Work instruction
Gather each line containing the string "content" from these entries.

Supplied material
+ + + + + + +

/// A manual post-calculation adjustment to an item.
#[derive(Debug, Clone, PartialEq, Eq, Serialize, Deserialize)]
pub struct ItemAdjustment {
    /// Signed amount added to gross to give net.
    pub amount: Decimal,
    /// Free-text reason.
    pub reason: String,
    /// Who made the adjustment.
    pub adjusted_by: String,
    /// When the adjustment was made.
    pub adjusted_at: DateTime<Utc>,
}

/// Overtime pay by tier.
#[derive(Debug, Clone, Copy, PartialEq, Eq, Default, Serialize, Deserialize)]
pub struct OvertimePay {
    /// Regular overtime pay.
    pub regular: Decimal,
    /// Night overtime pay.
    pub night: Decimal,
    /// Holiday overtime pay.
    pub holiday: Decimal,
    /// Weekend overtime pay.
    pub weekend: Decimal,
}

impl OvertimePay {
    /// Sum over all tiers.
    pub fn total(&self) -> Decimal {
        self.regular + self.night + self.holiday + self.weekend
    }
}

/// One allowance included in an item.
#[derive(Debug, Clone, PartialEq, Eq, Serialize, Deserialize)]
pub struct AllowanceLine {
    /// Allowance type code.
    pub code: String,
    /// Display name.
    pub name: String,
    /// Amount paid.
    pub amount: Decimal,
    /// Reporting flag.
    pub taxable: bool,
}

/// One deduction included in an item.
#[derive(Debug, Clone, PartialEq, Eq, Serialize, Deserialize)]
pub struct DeductionLine {
    /// Deduction type code.
    pub code: String,
    /// Display name.
    pub name: String,
    /// Percentage of base salary, for percentage deductions.
    pub percentage: Option<Decimal>,
    /// Amount deducted.
    pub amount: Decimal,
    /// Reporting flag.
    pub taxable: bool,
}

/// The per-employee payroll breakdown for a period.
#[derive(Debug, Clone, PartialEq, Serialize, Deserialize)]
pub struct PayrollItem {
    /// Unique identifier.
    pub id: Uuid,
    /// The owning period.
    pub period_id: Uuid,
    /// The employee paid.
    pub employee_id: String,
    /// Salary basis used.
    pub salary_type: SalaryType,
    /// Rate from the salary configuration.
    pub salary_rate: Decimal,
    /// Derived hourly rate used for overtime.
    pub hourly_rate: Decimal,
    /// Base salary.
    pub base_salary: Decimal,
    /// Overtime pay by tier.
    pub overtime_pay: OvertimePay,
    /// Total overtime pay.
    pub total_overtime_pay: Decimal,
    /// Value of unpaid break time (reporting only).
    pub break_deduction: Decimal,
    /// Allowance lines.
    pub allowances: Vec<AllowanceLine>,
    /// Sum of allowances.
    pub total_allowances: Decimal,
    /// Deduction lines.
    pub deductions: Vec<DeductionLine>,
    /// Sum of deductions.
    pub total_deductions: Decimal,
    /// Base + overtime + allowances − deductions.
    pub gross_salary: Decimal,
    /// Gross plus any adjustment.
    pub net_salary: Decimal,
    /// Attendance the figures were computed from.
    pub attendance: AttendanceSummary,
    /// Item status.
    pub status: PayrollItemStatus,
    /// Manual adjustment, if any.
    pub adjustment: Option<ItemAdjustment>,
    /// Ordered calculation steps.
    pub audit_steps: Vec<AuditStep>,
}

impl PayrollItem {
    /// Applies (or replaces) a manual adjustment and recomputes net salary.
    pub fn apply_adjustment(
        &mut self,
        amount: Decimal,
        reason: impl Into<String>,
        adjusted_by: impl Into<String>,
    ) {
        self.adjustment = Some(ItemAdjustment {
            amount,
            reason: reason.into(),
            adjusted_by: adjusted_by.into(),
            adjusted_at: Utc::now(),
        });
        self.net_salary = self.gross_salary + amount;
        self.status = PayrollItemStatus::Adjusted;
    }
}

#[cfg(test)]
mod tests {
    use super::*;
    use proptest::prelude::*;

    fn status_strategy() -> impl Strategy<Value = PayrollPeriodStatus> {
        prop::sample::select(PayrollPeriodStatus::ALL.to_vec())
    }

    #[test]
    fn test_month_bounds_handles_december_and_leap_years() {
        let (start, end) = month_bounds(2025, 12).unwrap();
        assert_eq!(start, NaiveDate::from_ymd_opt(2025, 12, 1).unwrap());
        assert_eq!(end, NaiveDate::from_ymd_opt(2025, 12, 31).unwrap());

        let (_, feb) = month_bounds(2028, 2).unwrap();
        assert_eq!(feb, NaiveDate::from_ymd_opt(2028, 2, 29).unwrap());
    }

    #[test]
    fn test_invalid_month_rejected() {
        assert!(matches!(
            PayrollPeriod::new("acme", 2026, 13),
            Err(EngineError::Validation { .. })
        ));
    }

    #[test]
    fn test_linear_transitions_succeed() {
        let mut period = PayrollPeriod::new("acme", 2026, 1).unwrap();
        period.transition_to(PayrollPeriodStatus::Reviewing).unwrap();
        period.transition_to(PayrollPeriodStatus::Approved).unwrap();
        period.transition_to(PayrollPeriodStatus::Paid).unwrap();
        assert_eq!(period.status, PayrollPeriodStatus::Paid);
    }

    #[test]
    fn test_draft_to_approved_rejected_with_states() {
        let mut period = PayrollPeriod::new("acme", 2026, 1).unwrap();
        match period.transition_to(PayrollPeriodStatus::Approved) {
            Err(EngineError::InvalidState {
                expected, actual, ..
            }) => {
                assert_eq!(expected, "REVIEWING");
                assert_eq!(actual, "DRAFT");
            }
            other => panic!("Expected InvalidState, got {:?}", other),
        }
        assert_eq!(period.status, PayrollPeriodStatus::Draft);
    }

    #[test]
    fn test_adjustment_allowed_only_before_approval() {
        let mut period = PayrollPeriod::new("acme", 2026, 1).unwrap();
        assert!(period.allows_item_adjustment());
        period.status = PayrollPeriodStatus::Reviewing;
        assert!(period.allows_item_adjustment());
        period.status = PayrollPeriodStatus::Approved;
        assert!(!period.allows_item_adjustment());
    }

    fn item(period_id: Uuid, employee_id: &str, gross: i64) -> PayrollItem {
        PayrollItem {
            id: Uuid::new_v4(),
            period_id,
            employee_id: employee_id.to_string(),
            salary_type: SalaryType::Monthly,
            salary_rate: Decimal::from(gross),
            hourly_rate: Decimal::ZERO,
            base_salary: Decimal::from(gross),
            overtime_pay: OvertimePay::default(),
            total_overtime_pay: Decimal::ZERO,
            break_deduction: Decimal::ZERO,
            allowances: Vec::new(),
            total_allowances: Decimal::ZERO,
            deductions: Vec::new(),
            total_deductions: Decimal::ZERO,
            gross_salary: Decimal::from(gross),
            net_salary: Decimal::from(gross),
            attendance: AttendanceSummary::default(),
            status: PayrollItemStatus::Calculated,
            adjustment: None,
            audit_steps: Vec::new(),
        }
    }

    #[test]
    fn test_recompute_totals_sums_items() {
        let mut period = PayrollPeriod::new("acme", 2026, 1).unwrap();
        let mut adjusted = item(period.id, "emp_002", 200_000);
        adjusted.apply_adjustment(Decimal::from(-5_000), "advance", "manager_01");
        let items = vec![item(period.id, "emp_001", 100_000), adjusted];

        period.recompute_totals(&items);
        assert_eq!(period.employee_count, 2);
        assert_eq!(period.total_gross, Decimal::from(300_000));
        assert_eq!(period.total_net, Decimal::from(295_000));

        period.recompute_totals(&[]);
        assert_eq!(period.employee_count, 0);
        assert_eq!(period.total_gross, Decimal::ZERO);
    }

    proptest! {
        #[test]
        fn prop_transition_accepts_only_immediate_successor(
            from in status_strategy(),
            to in status_strategy(),
        ) {
            let mut period = PayrollPeriod::new("acme", 2026, 1).unwrap();
            period.status = from;
            let result = period.transition_to(to);
            if from.next() == Some(to) {
                prop_assert!(result.is_ok());
                prop_assert_eq!(period.status, to);
            } else {
                prop_assert!(result.is_err());
                prop_assert_eq!(period.status, from);
            }
        }
    }
}
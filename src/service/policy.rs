//! Policy reads and writes.
//!
//! [`PolicySnapshot`] is the request-scoped cache: built once at the start of
//! an operation and dropped with it, so a run never sees a policy older than
//! its own start. [`PolicyService`] is the write path and the only place the
//! legal floors are enforced.

use std::sync::Arc;

use chrono::{DateTime, Utc};

use crate::config::PolicySet;
use crate::error::EngineResult;

use super::repository::{PolicyDocument, PolicyProvider};

/// Every policy of one company, captured at one instant.
#[derive(Debug, Clone, PartialEq)]
pub struct PolicySnapshot {
    /// Company the policies belong to.
    pub company_id: String,
    /// The six fully-defaulted configs.
    pub policies: PolicySet,
    /// When the snapshot was taken.
    pub captured_at: DateTime<Utc>,
}

impl PolicySnapshot {
    /// Reads all six domains for `company_id`.
    pub async fn capture(provider: &dyn PolicyProvider, company_id: &str) -> EngineResult<Self> {
        let captured_at = Utc::now();
        let (attendance, breaks, overtime, payroll, allowance, deduction) = tokio::try_join!(
            provider.attendance_config(company_id),
            provider.break_config(company_id),
            provider.overtime_config(company_id),
            provider.payroll_config(company_id),
            provider.allowance_config(company_id),
            provider.deduction_config(company_id),
        )?;
        Ok(Self {
            company_id: company_id.to_string(),
            policies: PolicySet {
                attendance,
                breaks,
                overtime,
                payroll,
                allowance,
                deduction,
            },
            captured_at,
        })
    }
}

/// Validated policy updates.
#[derive(Clone)]
pub struct PolicyService {
    provider: Arc<dyn PolicyProvider>,
}

impl PolicyService {
    /// Creates a service writing through `provider`.
    pub fn new(provider: Arc<dyn PolicyProvider>) -> Self {
        Self { provider }
    }

    /// Validates and stores one policy document.
    ///
    /// The document is merged with defaults and checked before anything is
    /// written. Break and overtime documents are checked against the locale of
    /// the company's current attendance policy; a new attendance policy
    /// re-checks the stored break and overtime policies against its locale.
    ///
    /// # Errors
    ///
    /// `PolicyViolation` when a value is below the jurisdiction's legal
    /// floor, `Validation` when the document is internally inconsistent.
    pub async fn update(&self, company_id: &str, document: PolicyDocument) -> EngineResult<()> {
        match &document {
            PolicyDocument::Attendance(doc) => {
                let attendance = doc.clone().merge_with_defaults();
                let breaks = self.provider.break_config(company_id).await?;
                let overtime = self.provider.overtime_config(company_id).await?;
                breaks.validate(&attendance.locale)?;
                overtime.validate(&attendance.locale)?;
            }
            PolicyDocument::Break(doc) => {
                let locale = self.current_locale(company_id).await?;
                doc.clone().merge_with_defaults().validate(&locale)?;
            }
            PolicyDocument::Overtime(doc) => {
                let locale = self.current_locale(company_id).await?;
                doc.clone().merge_with_defaults().validate(&locale)?;
            }
            PolicyDocument::Payroll(doc) => {
                doc.clone().merge_with_defaults().validate()?;
            }
            PolicyDocument::Allowance(_) | PolicyDocument::Deduction(_) => {}
        }

        self.provider.save_policy(company_id, document).await?;
        tracing::info!(company_id, "policy updated");
        Ok(())
    }

    async fn current_locale(&self, company_id: &str) -> EngineResult<String> {
        Ok(self.provider.attendance_config(company_id).await?.locale)
    }
}

#[cfg(test)]
mod tests {
    use super::*;
    use crate::config::{AttendanceConfigDocument, BreakConfigDocument, OvertimeConfigDocument};
    use crate::error::EngineError;
    use crate::service::InMemoryStore;
    use rust_decimal::Decimal;

    fn service() -> (PolicyService, Arc<InMemoryStore>) {
        let store = Arc::new(InMemoryStore::new());
        (PolicyService::new(store.clone()), store)
    }

    #[tokio::test]
    async fn test_snapshot_reflects_saved_documents() {
        let (service, store) = service();
        service
            .update(
                "acme",
                PolicyDocument::Attendance(AttendanceConfigDocument {
                    late_grace_minutes: Some(5),
                    ..Default::default()
                }),
            )
            .await
            .unwrap();

        let snapshot = PolicySnapshot::capture(store.as_ref(), "acme").await.unwrap();
        assert_eq!(snapshot.company_id, "acme");
        assert_eq!(snapshot.policies.attendance.late_grace_minutes, 5);
        assert_eq!(snapshot.policies.breaks.maximum_break_minutes, Some(90));
    }

    #[tokio::test]
    async fn test_break_below_legal_minimum_is_rejected_and_not_stored() {
        let (service, store) = service();
        let err = service
            .update(
                "acme",
                PolicyDocument::Break(BreakConfigDocument {
                    minimum_break_minutes: Some(30),
                    use_legal_minimum: Some(true),
                    ..Default::default()
                }),
            )
            .await
            .unwrap_err();
        assert!(matches!(err, EngineError::PolicyViolation { .. }));
        assert_eq!(
            store.break_config("acme").await.unwrap().minimum_break_minutes,
            45
        );
    }

    #[tokio::test]
    async fn test_overtime_below_legal_multiplier_is_rejected() {
        let (service, _) = service();
        let err = service
            .update(
                "acme",
                PolicyDocument::Overtime(OvertimeConfigDocument {
                    regular_multiplier: Some(Decimal::new(110, 2)),
                    use_legal_minimum: Some(true),
                    ..Default::default()
                }),
            )
            .await
            .unwrap_err();
        assert!(matches!(err, EngineError::PolicyViolation { .. }));
    }

    #[tokio::test]
    async fn test_locale_change_revalidates_stored_policies() {
        let (service, _) = service();
        // 1.25 satisfies ja-JP but not ko-KR (1.5).
        service
            .update(
                "acme",
                PolicyDocument::Overtime(OvertimeConfigDocument {
                    use_legal_minimum: Some(true),
                    ..Default::default()
                }),
            )
            .await
            .unwrap();

        let err = service
            .update(
                "acme",
                PolicyDocument::Attendance(AttendanceConfigDocument {
                    locale: Some("ko-KR".to_string()),
                    ..Default::default()
                }),
            )
            .await
            .unwrap_err();
        assert!(matches!(err, EngineError::PolicyViolation { .. }));
    }
}
//! Per-entity serialization.

use std::collections::HashMap;
use std::sync::{Arc, Mutex as StdMutex, MutexGuard, PoisonError};

use tokio::sync::{Mutex, OwnedMutexGuard};
use uuid::Uuid;

type LockTable = Arc<StdMutex<HashMap<Uuid, Arc<Mutex<()>>>>>;

/// One async mutex per entity id.
///
/// Payroll operations key it by period id, attendance operations by record
/// id. Whoever holds an id's guard is the only operation in flight for that
/// id. Entries are removed once the last holder or waiter lets go, so the
/// table only grows with the number of ids in use at the same time.
#[derive(Debug, Clone, Default)]
pub struct KeyedLocks {
    locks: LockTable,
}

/// Held while an operation owns its key. Dropping it releases the key.
#[derive(Debug)]
pub struct KeyGuard {
    key: Uuid,
    locks: LockTable,
    guard: Option<OwnedMutexGuard<()>>,
}

impl KeyedLocks {
    /// Creates an empty lock table.
    pub fn new() -> Self {
        Self::default()
    }

    /// Waits for and returns the guard for `key`.
    pub async fn acquire(&self, key: Uuid) -> KeyGuard {
        let lock = Arc::clone(table(&self.locks).entry(key).or_default());
        let guard = lock.lock_owned().await;
        KeyGuard {
            key,
            locks: Arc::clone(&self.locks),
            guard: Some(guard),
        }
    }

    /// Number of keys currently held or waited on.
    pub fn len(&self) -> usize {
        table(&self.locks).len()
    }

    /// Whether no key is held or waited on.
    pub fn is_empty(&self) -> bool {
        self.len() == 0
    }
}

impl Drop for KeyGuard {
    fn drop(&mut self) {
        drop(self.guard.take());
        let mut locks = table(&self.locks);
        // Only the table still references the mutex: nobody holds or awaits it.
        if locks
            .get(&self.key)
            .is_some_and(|lock| Arc::strong_count(lock) == 1)
        {
            locks.remove(&self.key);
        }
    }
}

// The table is only touched in short synchronous sections that cannot leave
// it half-updated, so a poisoned lock is still usable.
fn table(locks: &LockTable) -> MutexGuard<'_, HashMap<Uuid, Arc<Mutex<()>>>> {
    locks.lock().unwrap_or_else(PoisonError::into_inner)
}
//! Policy loading from YAML files.
//!
//! This module provides the [`ConfigLoader`] type for loading a company's
//! policy documents from a directory.

use serde::de::DeserializeOwned;
use std::fs;
use std::path::Path;

use crate::error::{EngineError, EngineResult};

use super::types::{
    AllowanceConfigDocument, AttendanceConfigDocument, BreakConfigDocument,
    DeductionConfigDocument, OvertimeConfigDocument, PayrollConfigDocument, PolicySet,
};

/// Loads policy documents and merges them with defaults.
///
/// # Directory Structure
///
/// Every file is optional; a missing file means "all defaults" for that
/// policy domain.
///
/// ```text
/// config/sample/
/// ├── attendance.yaml   # Grace, rounding, night window, locations
/// ├── break.yaml        # Break tracking and caps
/// ├── overtime.yaml     # Overtime multipliers
/// ├── payroll.yaml      # Proration and rounding
/// ├── allowance.yaml    # Allowance types
/// └── deduction.yaml    # Deduction types
/// ```
///
/// # Example
///
/// ```no_run
/// use attendance_payroll_engine::config::ConfigLoader;
///
/// let loader = ConfigLoader::load("./config/sample")?;
/// println!("Locale: {}", loader.policies().attendance.locale);
/// # Ok::<(), attendance_payroll_engine::error::EngineError>(())
/// ```
#[derive(Debug, Clone)]
pub struct ConfigLoader {
    policies: PolicySet,
}

impl ConfigLoader {
    /// Loads all policy documents from the specified directory.
    ///
    /// Returns `ConfigNotFound` if the directory itself does not exist and
    /// `ConfigParseError` if any present file is not valid YAML for its
    /// document type. The loaded policies are not validated against legal
    /// minimums; use [`BreakConfig::validate`](super::BreakConfig::validate)
    /// and [`OvertimeConfig::validate`](super::OvertimeConfig::validate) for
    /// that.
    pub fn load<P: AsRef<Path>>(path: P) -> EngineResult<Self> {
        let path = path.as_ref();
        if !path.is_dir() {
            return Err(EngineError::ConfigNotFound {
                path: path.display().to_string(),
            });
        }

        let attendance: AttendanceConfigDocument =
            Self::load_optional_yaml(&path.join("attendance.yaml"))?;
        let breaks: BreakConfigDocument = Self::load_optional_yaml(&path.join("break.yaml"))?;
        let overtime: OvertimeConfigDocument =
            Self::load_optional_yaml(&path.join("overtime.yaml"))?;
        let payroll: PayrollConfigDocument =
            Self::load_optional_yaml(&path.join("payroll.yaml"))?;
        let allowance: AllowanceConfigDocument =
            Self::load_optional_yaml(&path.join("allowance.yaml"))?;
        let deduction: DeductionConfigDocument =
            Self::load_optional_yaml(&path.join("deduction.yaml"))?;

        let policies = PolicySet {
            attendance: attendance.merge_with_defaults(),
            breaks: breaks.merge_with_defaults(),
            overtime: overtime.merge_with_defaults(),
            payroll: payroll.merge_with_defaults(),
            allowance: allowance.merge_with_defaults(),
            deduction: deduction.merge_with_defaults(),
        };

        tracing::debug!(path = %path.display(), locale = %policies.attendance.locale, "loaded policy set");

        Ok(Self { policies })
    }

    /// Parses a YAML document, or returns the empty document if the file is absent.
    fn load_optional_yaml<T: DeserializeOwned + Default>(path: &Path) -> EngineResult<T> {
        if !path.exists() {
            return Ok(T::default());
        }
        let path_str = path.display().to_string();

        let content = fs::read_to_string(path).map_err(|_| EngineError::ConfigNotFound {
            path: path_str.clone(),
        })?;

        // An empty file deserializes to YAML null; treat it as an empty document.
        if content.trim().is_empty() {
            return Ok(T::default());
        }

        serde_yaml::from_str(&content).map_err(|e| EngineError::ConfigParseError {
            path: path_str,
            message: e.to_string(),
        })
    }

    /// Returns the loaded policies.
    pub fn policies(&self) -> &PolicySet {
        &self.policies
    }

    /// Consumes the loader, returning the loaded policies.
    pub fn into_policies(self) -> PolicySet {
        self.policies
    }
}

+ + + + + + +

Result for this task
        let content = fs::read_to_string(path).map_err(|_| EngineError::ConfigNotFound {
        if content.trim().is_empty() {
        serde_yaml::from_str(&content).map_err(|e| EngineError::ConfigParseError {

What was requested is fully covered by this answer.